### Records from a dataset
= Beginning of Section =

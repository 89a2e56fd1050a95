//! # sparse2ri: sparse matrices into the Matrix class hierarchy
//!
//! This crate converts in-memory sparse matrices in compressed-sparse-column,
//! compressed-sparse-row, coordinate and diagonal storage into instances of
//! the foreign Matrix package's sparse classes.
//!
//! ## Overview
//!
//! | Source | Float target | Boolean target |
//! |--------|--------------|----------------|
//! | CSC    | `dgCMatrix`  | `lgCMatrix`    |
//! | CSR    | `dgRMatrix`  | `lgRMatrix`    |
//! | COO    | `dgTMatrix`  | `lgTMatrix`    |
//! | DIA    | `ddiMatrix`  | `ldiMatrix`    |
//!
//! The conversion is structural: index and pointer arrays are marshalled to
//! foreign integer vectors, the data array to a double or logical vector
//! depending on the source dtype, and the shape to the `Dim` slot. No
//! arithmetic is performed on the values.
//!
//! ## Components
//!
//! 1. **Type-tag resolution** ([`matrix::resolve`]): dtype → `d` / `l`.
//! 2. **Marshalling** ([`context`]): one-time import of the class
//!    definitions, then native buffers → foreign typed vectors.
//! 3. **Format converters** ([`convert`]): one per source format.
//! 4. **Dispatch** ([`MatrixConverter`]): exhaustive match over
//!    [`SourceMatrix`].
//!
//! The foreign side is abstracted by [`ForeignRuntime`];
//! [`MatrixPackageRuntime`] implements it in-process with the class
//! definitions and validity rules of the eight target classes.
//!
//! ## Usage
//!
//! ```
//! use std::sync::Arc;
//! use sparse2ri::{CscMatrix, MatrixConverter, MatrixPackageRuntime, SexpVector};
//!
//! let converter = MatrixConverter::new(Arc::new(MatrixPackageRuntime::new()));
//!
//! let csc = CscMatrix::new(3, 3, vec![0, 1, 2, 3], vec![0, 1, 2], vec![1.0, 2.0, 3.0]).unwrap();
//! let obj = converter.convert_owned(csc).unwrap();
//!
//! assert_eq!(obj.class(), "dgCMatrix");
//! assert_eq!(obj.slot("Dim"), Some(&SexpVector::Integer(vec![3, 3])));
//! ```

pub mod context;
pub mod convert;
pub mod error;
pub mod matrix;
pub mod registry;
pub mod runtime;
pub mod utils;

// Re-export primary components
pub use context::{ConversionContext, Marshaller};
pub use error::{ConversionError, Result};
pub use matrix::{
    resolve, ConversionConfig, CooMatrix, CscMatrix, CsrMatrix, DType, DiaMatrix, ElementData,
    RawSparse, SourceFormat, SourceMatrix, TypeConversion, TypeTag,
};
pub use registry::{Converter, MatrixConverter};
pub use runtime::{ForeignRuntime, MatrixPackageRuntime, NativeArray, RObject, SexpVector, VectorKind};
pub use utils::{from_sprs, from_sprs_triplets};

/// Version information for the library
pub const VERSION: &str = env!("CARGO_PKG_VERSION");
//! Plan document loading.
//!
//! Reads a plan document that an external `show -json` run already wrote to
//! disk. Producing the plan is not this crate's business.

use std::path::Path;
use tracing::{debug, info};

use crate::error::{InputError, PlanscopeError, Result};

use super::types::PlanDocument;

/// Loader for plan documents stored as JSON.
#[derive(Debug, Default)]
pub struct PlanLoader;

impl PlanLoader {
    /// Creates a new plan loader.
    #[must_use]
    pub const fn new() -> Self {
        Self
    }

    /// Loads a plan document from a JSON file.
    ///
    /// # Errors
    ///
    /// Returns an error if the file does not exist or cannot be parsed.
    pub fn load_file(&self, path: impl AsRef<Path>) -> Result<PlanDocument> {
        let path = path.as_ref();
        info!("Loading plan from: {}", path.display());

        if !path.exists() {
            return Err(PlanscopeError::Input(InputError::FileNotFound {
                path: path.to_path_buf(),
            }));
        }

        let content = std::fs::read_to_string(path).map_err(|e| {
            PlanscopeError::Input(InputError::parse(
                format!("Failed to read file: {e}"),
                Some(path.display().to_string()),
            ))
        })?;

        self.parse_json(&content, Some(path))
    }

    /// Parses a plan document from a JSON string.
    ///
    /// # Errors
    ///
    /// Returns an error if the JSON is invalid or does not match the plan
    /// format.
    pub fn parse_json(&self, content: &str, source: Option<&Path>) -> Result<PlanDocument> {
        debug!("Parsing plan JSON");

        let plan: PlanDocument = serde_json::from_str(content).map_err(|e| {
            let location = source.map(|p| p.display().to_string());
            PlanscopeError::Input(InputError::parse(format!("JSON parse error: {e}"), location))
        })?;

        debug!(
            "Parsed plan with {} resource changes and {} output changes",
            plan.resource_changes.len(),
            plan.output_changes.len()
        );
        Ok(plan)
    }
}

= End of Section =

### YOUR ASSIGNMENT
Return exactly, and only, the lines above starting at the line that contains "are marshalled to" and ending at the line that contains "1. **Type-tag resolution**".

### EXPECTED ANSWER
//! The conversion is structural: index and pointer arrays are marshalled to
//! foreign integer vectors, the data array to a double or logical vector
//! depending on the source dtype, and the shape to the `Dim` slot. No
//! arithmetic is performed on the values.
//!
//! ## Components
//!
//! 1. **Type-tag resolution** ([`matrix::resolve`]): dtype → `d` / `l`.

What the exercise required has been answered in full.